→ TASK DIRECTIONS:
Emit all the data exactly as provided.

→ RECORDED DATA:

use actix_web::{web, HttpResponse};
use serde::Serialize;
use utoipa::ToSchema;
use uuid::Uuid;

use super::{blocking, AppState};
use crate::domain::store::Store;
use crate::errors::AppError;

/// Storefront connection without its credentials.
#[derive(Debug, Serialize, ToSchema)]
pub struct StoreResponse {
    pub id: Uuid,
    pub platform: String,
    pub shop_domain: String,
    pub needs_reauth: bool,
    pub fulfillment_service_id: Option<String>,
    pub fulfillment_location_id: Option<String>,
}

impl From<Store> for StoreResponse {
    fn from(s: Store) -> Self {
        StoreResponse {
            id: s.id,
            platform: s.platform.as_str().to_string(),
            shop_domain: s.shop_domain,
            needs_reauth: s.needs_reauth,
            fulfillment_service_id: s.fulfillment_service_id,
            fulfillment_location_id: s.fulfillment_location_id,
        }
    }
}

/// POST /stores/{store_id}/fulfillment_service
#[utoipa::path(
    post,
    path = "/stores/{store_id}/fulfillment_service",
    params(("store_id" = Uuid, Path, description = "Store id")),
    responses(
        (status = 200, description = "Fulfillment service registered", body = StoreResponse),
        (status = 401, description = "Store credentials rejected"),
        (status = 404, description = "Unknown store"),
    ),
    tag = "stores"
)]
pub async fn enable_fulfillment_service(
    state: web::Data<AppState>,
    path: web::Path<Uuid>,
) -> Result<HttpResponse, AppError> {
    let store_id = path.into_inner();
    let store = blocking(move || state.services.stores.enable_fulfillment_service(store_id)).await?;
    Ok(HttpResponse::Ok().json(StoreResponse::from(store)))
}

/// DELETE /stores/{store_id}/fulfillment_service
#[utoipa::path(
    delete,
    path = "/stores/{store_id}/fulfillment_service",
    params(("store_id" = Uuid, Path, description = "Store id")),
    responses(
        (status = 200, description = "Fulfillment service removed", body = StoreResponse),
        (status = 404, description = "Unknown store"),
    ),
    tag = "stores"
)]
pub async fn disable_fulfillment_service(
    state: web::Data<AppState>,
    path: web::Path<Uuid>,
) -> Result<HttpResponse, AppError> {
    let store_id = path.into_inner();
    let store =
        blocking(move || state.services.stores.disable_fulfillment_service(store_id)).await?;
    Ok(HttpResponse::Ok().json(StoreResponse::from(store)))
}

/// POST /stores/{store_id}/inventory/{variant_id}
///
/// Stocks the variant at the fulfillment service location.
#[utoipa::path(
    post,
    path = "/stores/{store_id}/inventory/{variant_id}",
    params(
        ("store_id" = Uuid, Path, description = "Store id"),
        ("variant_id" = Uuid, Path, description = "Product variant id"),
    ),
    responses(
        (status = 204, description = "Inventory activated"),
        (status = 400, description = "Fulfillment service not enabled"),
        (status = 404, description = "Unknown store or variant"),
    ),
    tag = "stores"
)]
pub async fn activate_inventory(
    state: web::Data<AppState>,
    path: web::Path<(Uuid, Uuid)>,
) -> Result<HttpResponse, AppError> {
    let (store_id, variant_id) = path.into_inner();
    blocking(move || state.services.stores.activate_inventory(store_id, variant_id)).await?;
    Ok(HttpResponse::NoContent().finish())
}

/// DELETE /stores/{store_id}/inventory/{variant_id}
#[utoipa::path(
    delete,
    path = "/stores/{store_id}/inventory/{variant_id}",
    params(
        ("store_id" = Uuid, Path, description = "Store id"),
        ("variant_id" = Uuid, Path, description = "Product variant id"),
    ),
    responses(
        (status = 204, description = "Inventory deactivated"),
        (status = 404, description = "Unknown store or variant"),
    ),
    tag = "stores"
)]
pub async fn deactivate_inventory(
    state: web::Data<AppState>,
    path: web::Path<(Uuid, Uuid)>,
) -> Result<HttpResponse, AppError> {
    let (store_id, variant_id) = path.into_inner();
    blocking(move || state.services.stores.deactivate_inventory(store_id, variant_id)).await?;
    Ok(HttpResponse::NoContent().finish())
}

→ RESPONSE FOR THIS EXERCISE:
use actix_web::{web, HttpResponse};
use serde::Serialize;
use utoipa::ToSchema;
use uuid::Uuid;

use super::{blocking, AppState};
use crate::domain::store::Store;
use crate::errors::AppError;

/// Storefront connection without its credentials.
#[derive(Debug, Serialize, ToSchema)]
pub struct StoreResponse {
    pub id: Uuid,
    pub platform: String,
    pub shop_domain: String,
    pub needs_reauth: bool,
    pub fulfillment_service_id: Option<String>,
    pub fulfillment_location_id: Option<String>,
}

impl From<Store> for StoreResponse {
    fn from(s: Store) -> Self {
        StoreResponse {
            id: s.id,
            platform: s.platform.as_str().to_string(),
            shop_domain: s.shop_domain,
            needs_reauth: s.needs_reauth,
            fulfillment_service_id: s.fulfillment_service_id,
            fulfillment_location_id: s.fulfillment_location_id,
        }
    }
}

/// POST /stores/{store_id}/fulfillment_service
#[utoipa::path(
    post,
    path = "/stores/{store_id}/fulfillment_service",
    params(("store_id" = Uuid, Path, description = "Store id")),
    responses(
        (status = 200, description = "Fulfillment service registered", body = StoreResponse),
        (status = 401, description = "Store credentials rejected"),
        (status = 404, description = "Unknown store"),
    ),
    tag = "stores"
)]
pub async fn enable_fulfillment_service(
    state: web::Data<AppState>,
    path: web::Path<Uuid>,
) -> Result<HttpResponse, AppError> {
    let store_id = path.into_inner();
    let store = blocking(move || state.services.stores.enable_fulfillment_service(store_id)).await?;
    Ok(HttpResponse::Ok().json(StoreResponse::from(store)))
}

/// DELETE /stores/{store_id}/fulfillment_service
#[utoipa::path(
    delete,
    path = "/stores/{store_id}/fulfillment_service",
    params(("store_id" = Uuid, Path, description = "Store id")),
    responses(
        (status = 200, description = "Fulfillment service removed", body = StoreResponse),
        (status = 404, description = "Unknown store"),
    ),
    tag = "stores"
)]
pub async fn disable_fulfillment_service(
    state: web::Data<AppState>,
    path: web::Path<Uuid>,
) -> Result<HttpResponse, AppError> {
    let store_id = path.into_inner();
    let store =
        blocking(move || state.services.stores.disable_fulfillment_service(store_id)).await?;
    Ok(HttpResponse::Ok().json(StoreResponse::from(store)))
}

/// POST /stores/{store_id}/inventory/{variant_id}
///
/// Stocks the variant at the fulfillment service location.
#[utoipa::path(
    post,
    path = "/stores/{store_id}/inventory/{variant_id}",
    params(
        ("store_id" = Uuid, Path, description = "Store id"),
        ("variant_id" = Uuid, Path, description = "Product variant id"),
    ),
    responses(
        (status = 204, description = "Inventory activated"),
        (status = 400, description = "Fulfillment service not enabled"),
        (status = 404, description = "Unknown store or variant"),
    ),
    tag = "stores"
)]
pub async fn activate_inventory(
    state: web::Data<AppState>,
    path: web::Path<(Uuid, Uuid)>,
) -> Result<HttpResponse, AppError> {
    let (store_id, variant_id) = path.into_inner();
    blocking(move || state.services.stores.activate_inventory(store_id, variant_id)).await?;
    Ok(HttpResponse::NoContent().finish())
}

/// DELETE /stores/{store_id}/inventory/{variant_id}
#[utoipa::path(
    delete,
    path = "/stores/{store_id}/inventory/{variant_id}",
    params(
        ("store_id" = Uuid, Path, description = "Store id"),
        ("variant_id" = Uuid, Path, description = "Product variant id"),
    ),
    responses(
        (status = 204, description = "Inventory deactivated"),
        (status = 404, description = "Unknown store or variant"),
    ),
    tag = "stores"
)]
pub async fn deactivate_inventory(
    state: web::Data<AppState>,
    path: web::Path<(Uuid, Uuid)>,
) -> Result<HttpResponse, AppError> {
    let (store_id, variant_id) = path.into_inner();
    blocking(move || state.services.stores.deactivate_inventory(store_id, variant_id)).await?;
    Ok(HttpResponse::NoContent().finish())
}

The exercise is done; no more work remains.